> Exercise directions:
Check each line of the listing, and copy it if it contains the word "next".

Data for processing below:

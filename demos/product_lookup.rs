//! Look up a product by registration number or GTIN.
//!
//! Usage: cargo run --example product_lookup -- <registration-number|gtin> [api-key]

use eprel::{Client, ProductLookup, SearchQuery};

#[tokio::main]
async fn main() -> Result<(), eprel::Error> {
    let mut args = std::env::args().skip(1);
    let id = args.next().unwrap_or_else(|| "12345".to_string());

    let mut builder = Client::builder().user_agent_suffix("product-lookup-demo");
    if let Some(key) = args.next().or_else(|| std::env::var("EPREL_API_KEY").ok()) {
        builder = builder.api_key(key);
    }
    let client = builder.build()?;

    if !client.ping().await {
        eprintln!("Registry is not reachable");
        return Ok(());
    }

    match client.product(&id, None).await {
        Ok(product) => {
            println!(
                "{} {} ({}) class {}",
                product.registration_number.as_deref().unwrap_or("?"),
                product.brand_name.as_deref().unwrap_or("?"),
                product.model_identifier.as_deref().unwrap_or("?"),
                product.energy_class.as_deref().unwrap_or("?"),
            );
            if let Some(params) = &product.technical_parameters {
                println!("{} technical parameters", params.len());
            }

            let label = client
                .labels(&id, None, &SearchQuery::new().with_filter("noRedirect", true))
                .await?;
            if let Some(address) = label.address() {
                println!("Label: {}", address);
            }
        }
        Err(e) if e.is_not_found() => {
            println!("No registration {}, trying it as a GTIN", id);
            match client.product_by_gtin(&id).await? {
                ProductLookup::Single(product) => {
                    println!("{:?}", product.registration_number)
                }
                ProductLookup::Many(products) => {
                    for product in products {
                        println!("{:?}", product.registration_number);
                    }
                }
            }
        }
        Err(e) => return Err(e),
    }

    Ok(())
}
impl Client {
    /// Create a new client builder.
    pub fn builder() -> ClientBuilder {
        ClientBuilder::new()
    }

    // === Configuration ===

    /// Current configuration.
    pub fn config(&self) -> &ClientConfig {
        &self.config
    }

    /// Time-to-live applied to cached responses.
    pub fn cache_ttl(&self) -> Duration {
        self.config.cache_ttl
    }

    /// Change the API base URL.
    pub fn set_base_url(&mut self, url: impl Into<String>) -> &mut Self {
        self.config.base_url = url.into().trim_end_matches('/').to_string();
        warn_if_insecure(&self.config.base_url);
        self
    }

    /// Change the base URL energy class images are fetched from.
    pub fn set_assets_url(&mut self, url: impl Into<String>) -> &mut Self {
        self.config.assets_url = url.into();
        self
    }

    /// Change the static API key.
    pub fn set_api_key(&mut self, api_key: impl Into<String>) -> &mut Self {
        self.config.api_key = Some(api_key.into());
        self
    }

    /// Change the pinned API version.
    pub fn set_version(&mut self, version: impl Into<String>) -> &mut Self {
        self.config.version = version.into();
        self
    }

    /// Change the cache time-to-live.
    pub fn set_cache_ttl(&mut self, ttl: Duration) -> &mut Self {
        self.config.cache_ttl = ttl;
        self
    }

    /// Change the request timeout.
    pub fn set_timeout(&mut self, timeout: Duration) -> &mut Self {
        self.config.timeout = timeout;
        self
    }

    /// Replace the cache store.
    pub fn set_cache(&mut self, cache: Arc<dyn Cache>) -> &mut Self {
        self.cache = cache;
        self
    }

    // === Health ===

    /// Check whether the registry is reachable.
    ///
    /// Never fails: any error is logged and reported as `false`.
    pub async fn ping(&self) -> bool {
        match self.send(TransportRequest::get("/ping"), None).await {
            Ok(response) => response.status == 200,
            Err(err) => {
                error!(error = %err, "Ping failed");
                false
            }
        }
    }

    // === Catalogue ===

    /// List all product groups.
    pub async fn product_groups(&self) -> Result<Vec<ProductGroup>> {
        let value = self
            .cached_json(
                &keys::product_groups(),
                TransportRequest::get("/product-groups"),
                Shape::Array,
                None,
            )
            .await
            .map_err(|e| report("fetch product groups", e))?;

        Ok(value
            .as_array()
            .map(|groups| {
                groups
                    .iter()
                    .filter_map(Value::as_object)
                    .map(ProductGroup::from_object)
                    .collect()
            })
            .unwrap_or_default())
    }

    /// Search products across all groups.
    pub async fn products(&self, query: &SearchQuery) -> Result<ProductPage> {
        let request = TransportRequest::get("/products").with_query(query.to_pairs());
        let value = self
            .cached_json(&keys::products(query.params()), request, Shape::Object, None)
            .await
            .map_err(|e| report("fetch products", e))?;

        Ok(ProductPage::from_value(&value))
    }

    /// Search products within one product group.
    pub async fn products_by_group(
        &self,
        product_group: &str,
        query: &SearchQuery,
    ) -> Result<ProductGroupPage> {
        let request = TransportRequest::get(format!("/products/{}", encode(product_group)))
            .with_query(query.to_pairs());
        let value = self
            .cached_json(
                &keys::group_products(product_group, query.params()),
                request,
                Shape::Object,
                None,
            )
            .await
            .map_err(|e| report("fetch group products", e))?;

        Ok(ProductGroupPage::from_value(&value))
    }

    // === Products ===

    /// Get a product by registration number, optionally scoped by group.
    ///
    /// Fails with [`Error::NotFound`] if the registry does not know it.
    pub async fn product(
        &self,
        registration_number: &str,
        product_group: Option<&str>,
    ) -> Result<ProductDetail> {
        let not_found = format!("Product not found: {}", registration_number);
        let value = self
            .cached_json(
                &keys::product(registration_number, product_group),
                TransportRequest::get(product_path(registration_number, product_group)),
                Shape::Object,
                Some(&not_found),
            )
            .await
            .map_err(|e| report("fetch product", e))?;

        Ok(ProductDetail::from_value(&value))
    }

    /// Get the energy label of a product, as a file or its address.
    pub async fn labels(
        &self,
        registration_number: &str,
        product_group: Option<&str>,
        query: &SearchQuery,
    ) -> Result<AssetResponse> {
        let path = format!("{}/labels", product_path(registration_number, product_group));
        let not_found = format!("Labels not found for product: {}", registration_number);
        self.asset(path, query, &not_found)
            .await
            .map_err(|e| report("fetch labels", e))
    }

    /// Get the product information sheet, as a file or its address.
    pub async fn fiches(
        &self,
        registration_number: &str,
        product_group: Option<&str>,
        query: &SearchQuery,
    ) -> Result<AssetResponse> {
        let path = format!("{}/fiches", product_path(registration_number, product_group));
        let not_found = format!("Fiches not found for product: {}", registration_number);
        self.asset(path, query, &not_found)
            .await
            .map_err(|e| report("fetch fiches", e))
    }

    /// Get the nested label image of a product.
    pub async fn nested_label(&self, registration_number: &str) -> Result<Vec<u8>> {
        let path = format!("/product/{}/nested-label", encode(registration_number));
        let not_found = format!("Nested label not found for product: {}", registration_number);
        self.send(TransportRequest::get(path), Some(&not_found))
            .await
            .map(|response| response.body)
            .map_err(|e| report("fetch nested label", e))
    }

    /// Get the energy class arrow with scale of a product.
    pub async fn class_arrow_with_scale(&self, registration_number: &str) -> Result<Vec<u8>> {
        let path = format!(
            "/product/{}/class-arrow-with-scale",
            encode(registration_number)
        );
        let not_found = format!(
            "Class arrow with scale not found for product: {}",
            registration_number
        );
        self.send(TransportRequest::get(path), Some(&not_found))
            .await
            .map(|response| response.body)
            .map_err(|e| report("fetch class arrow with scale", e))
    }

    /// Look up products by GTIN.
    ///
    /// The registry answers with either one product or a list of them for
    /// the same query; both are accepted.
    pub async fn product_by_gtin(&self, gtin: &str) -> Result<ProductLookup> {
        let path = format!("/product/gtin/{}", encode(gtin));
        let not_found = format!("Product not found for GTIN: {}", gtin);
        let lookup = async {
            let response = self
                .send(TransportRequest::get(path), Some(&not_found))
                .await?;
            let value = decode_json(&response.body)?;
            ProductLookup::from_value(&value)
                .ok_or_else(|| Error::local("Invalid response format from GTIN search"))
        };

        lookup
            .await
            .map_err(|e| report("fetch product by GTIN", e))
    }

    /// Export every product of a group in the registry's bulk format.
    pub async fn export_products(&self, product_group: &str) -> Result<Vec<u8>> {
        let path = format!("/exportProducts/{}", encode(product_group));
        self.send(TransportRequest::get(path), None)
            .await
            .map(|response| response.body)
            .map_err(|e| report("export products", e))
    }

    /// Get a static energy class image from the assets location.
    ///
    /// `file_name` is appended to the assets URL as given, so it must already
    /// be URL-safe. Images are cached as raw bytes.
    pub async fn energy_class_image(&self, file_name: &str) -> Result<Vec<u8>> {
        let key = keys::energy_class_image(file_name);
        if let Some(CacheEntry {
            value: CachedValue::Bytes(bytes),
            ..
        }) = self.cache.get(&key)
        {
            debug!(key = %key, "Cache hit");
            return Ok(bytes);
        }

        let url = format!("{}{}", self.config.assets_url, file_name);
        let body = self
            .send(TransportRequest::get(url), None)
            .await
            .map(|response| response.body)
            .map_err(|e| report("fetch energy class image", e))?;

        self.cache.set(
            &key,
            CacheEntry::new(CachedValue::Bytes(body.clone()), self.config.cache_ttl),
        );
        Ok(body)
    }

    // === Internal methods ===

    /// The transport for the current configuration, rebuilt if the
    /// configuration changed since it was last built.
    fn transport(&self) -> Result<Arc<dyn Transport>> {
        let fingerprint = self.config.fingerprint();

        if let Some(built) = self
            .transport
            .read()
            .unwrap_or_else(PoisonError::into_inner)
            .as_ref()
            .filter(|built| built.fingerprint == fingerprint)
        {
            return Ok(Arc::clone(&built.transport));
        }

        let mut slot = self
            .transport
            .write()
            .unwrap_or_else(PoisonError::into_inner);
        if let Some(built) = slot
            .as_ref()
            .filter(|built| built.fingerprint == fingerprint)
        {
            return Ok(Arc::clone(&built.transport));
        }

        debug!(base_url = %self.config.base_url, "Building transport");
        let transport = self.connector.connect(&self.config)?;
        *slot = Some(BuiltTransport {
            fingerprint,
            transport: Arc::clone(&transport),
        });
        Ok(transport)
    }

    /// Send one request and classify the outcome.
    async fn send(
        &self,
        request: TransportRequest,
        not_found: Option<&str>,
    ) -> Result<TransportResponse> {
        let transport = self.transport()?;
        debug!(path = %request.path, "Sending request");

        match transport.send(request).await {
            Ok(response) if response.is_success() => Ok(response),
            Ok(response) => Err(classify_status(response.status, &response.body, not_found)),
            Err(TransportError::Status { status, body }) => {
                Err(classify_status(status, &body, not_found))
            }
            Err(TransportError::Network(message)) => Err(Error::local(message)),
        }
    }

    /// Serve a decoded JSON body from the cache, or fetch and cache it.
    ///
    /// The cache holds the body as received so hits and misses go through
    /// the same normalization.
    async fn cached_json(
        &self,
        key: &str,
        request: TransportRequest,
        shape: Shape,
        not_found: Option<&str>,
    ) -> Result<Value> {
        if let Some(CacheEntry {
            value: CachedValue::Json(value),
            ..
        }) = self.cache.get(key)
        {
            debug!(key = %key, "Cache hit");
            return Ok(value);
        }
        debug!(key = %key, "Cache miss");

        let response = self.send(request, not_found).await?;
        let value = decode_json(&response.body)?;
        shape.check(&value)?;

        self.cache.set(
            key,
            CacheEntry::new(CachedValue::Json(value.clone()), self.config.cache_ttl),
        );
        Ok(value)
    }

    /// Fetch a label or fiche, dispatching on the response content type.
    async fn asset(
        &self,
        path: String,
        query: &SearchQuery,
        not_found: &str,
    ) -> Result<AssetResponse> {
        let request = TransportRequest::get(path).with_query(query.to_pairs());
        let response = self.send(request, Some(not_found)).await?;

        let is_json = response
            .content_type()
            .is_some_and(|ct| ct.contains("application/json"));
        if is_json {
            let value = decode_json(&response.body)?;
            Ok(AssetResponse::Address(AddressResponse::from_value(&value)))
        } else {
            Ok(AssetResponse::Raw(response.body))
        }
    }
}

End of Data for processing.

> Your response:
    let id = args.next().unwrap_or_else(|| "12345".to_string());
    if let Some(key) = args.next().or_else(|| std::env::var("EPREL_API_KEY").ok()) {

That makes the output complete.